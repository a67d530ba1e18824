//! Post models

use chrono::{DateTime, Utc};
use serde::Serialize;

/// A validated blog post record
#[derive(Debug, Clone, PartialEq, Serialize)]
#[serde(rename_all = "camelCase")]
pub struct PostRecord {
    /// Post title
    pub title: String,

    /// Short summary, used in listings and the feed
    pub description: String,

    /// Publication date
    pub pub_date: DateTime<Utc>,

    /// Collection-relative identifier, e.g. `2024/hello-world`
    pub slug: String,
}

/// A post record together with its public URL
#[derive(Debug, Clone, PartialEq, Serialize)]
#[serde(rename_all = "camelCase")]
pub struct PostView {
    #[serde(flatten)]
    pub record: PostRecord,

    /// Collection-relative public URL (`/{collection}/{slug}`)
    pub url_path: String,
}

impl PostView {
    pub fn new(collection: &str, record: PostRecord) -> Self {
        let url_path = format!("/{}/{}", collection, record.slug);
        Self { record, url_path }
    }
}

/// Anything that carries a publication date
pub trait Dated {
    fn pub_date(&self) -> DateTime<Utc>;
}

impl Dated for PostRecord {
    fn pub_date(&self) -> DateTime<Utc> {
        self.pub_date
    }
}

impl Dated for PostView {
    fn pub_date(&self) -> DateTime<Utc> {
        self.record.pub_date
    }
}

● ● ● ●

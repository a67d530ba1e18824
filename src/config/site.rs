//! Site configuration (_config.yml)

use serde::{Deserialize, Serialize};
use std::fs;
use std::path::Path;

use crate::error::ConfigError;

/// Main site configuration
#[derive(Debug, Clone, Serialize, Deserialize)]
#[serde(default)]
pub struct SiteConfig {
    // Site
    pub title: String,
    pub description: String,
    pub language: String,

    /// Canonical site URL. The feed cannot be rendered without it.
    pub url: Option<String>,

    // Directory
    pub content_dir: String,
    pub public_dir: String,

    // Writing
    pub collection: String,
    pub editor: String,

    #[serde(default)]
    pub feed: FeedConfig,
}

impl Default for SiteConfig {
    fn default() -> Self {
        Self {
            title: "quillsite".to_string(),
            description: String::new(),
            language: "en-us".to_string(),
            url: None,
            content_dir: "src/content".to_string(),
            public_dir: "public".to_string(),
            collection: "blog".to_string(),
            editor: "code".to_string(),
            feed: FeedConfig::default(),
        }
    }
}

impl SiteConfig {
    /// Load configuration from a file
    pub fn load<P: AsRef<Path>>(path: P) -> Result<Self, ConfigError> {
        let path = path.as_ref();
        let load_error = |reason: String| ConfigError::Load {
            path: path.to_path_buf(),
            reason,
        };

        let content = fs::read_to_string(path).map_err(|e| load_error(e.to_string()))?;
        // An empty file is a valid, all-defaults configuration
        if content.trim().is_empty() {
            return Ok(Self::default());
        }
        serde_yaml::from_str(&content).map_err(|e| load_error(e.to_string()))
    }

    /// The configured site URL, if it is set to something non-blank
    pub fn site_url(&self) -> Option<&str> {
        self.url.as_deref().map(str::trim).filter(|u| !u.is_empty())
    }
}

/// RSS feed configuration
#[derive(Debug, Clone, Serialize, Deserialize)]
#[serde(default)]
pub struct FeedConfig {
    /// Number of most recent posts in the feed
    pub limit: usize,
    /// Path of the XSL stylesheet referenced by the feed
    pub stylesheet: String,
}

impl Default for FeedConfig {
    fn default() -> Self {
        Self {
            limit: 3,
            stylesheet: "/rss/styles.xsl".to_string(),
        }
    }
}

● ● ● ●

> _Task brief_
From the entries above, copy out every line where the string "DateTime" appears.

> _Solution for this task_
use chrono::{DateTime, Utc};
    pub pub_date: DateTime<Utc>,
    fn pub_date(&self) -> DateTime<Utc>;
    fn pub_date(&self) -> DateTime<Utc> {
    fn pub_date(&self) -> DateTime<Utc> {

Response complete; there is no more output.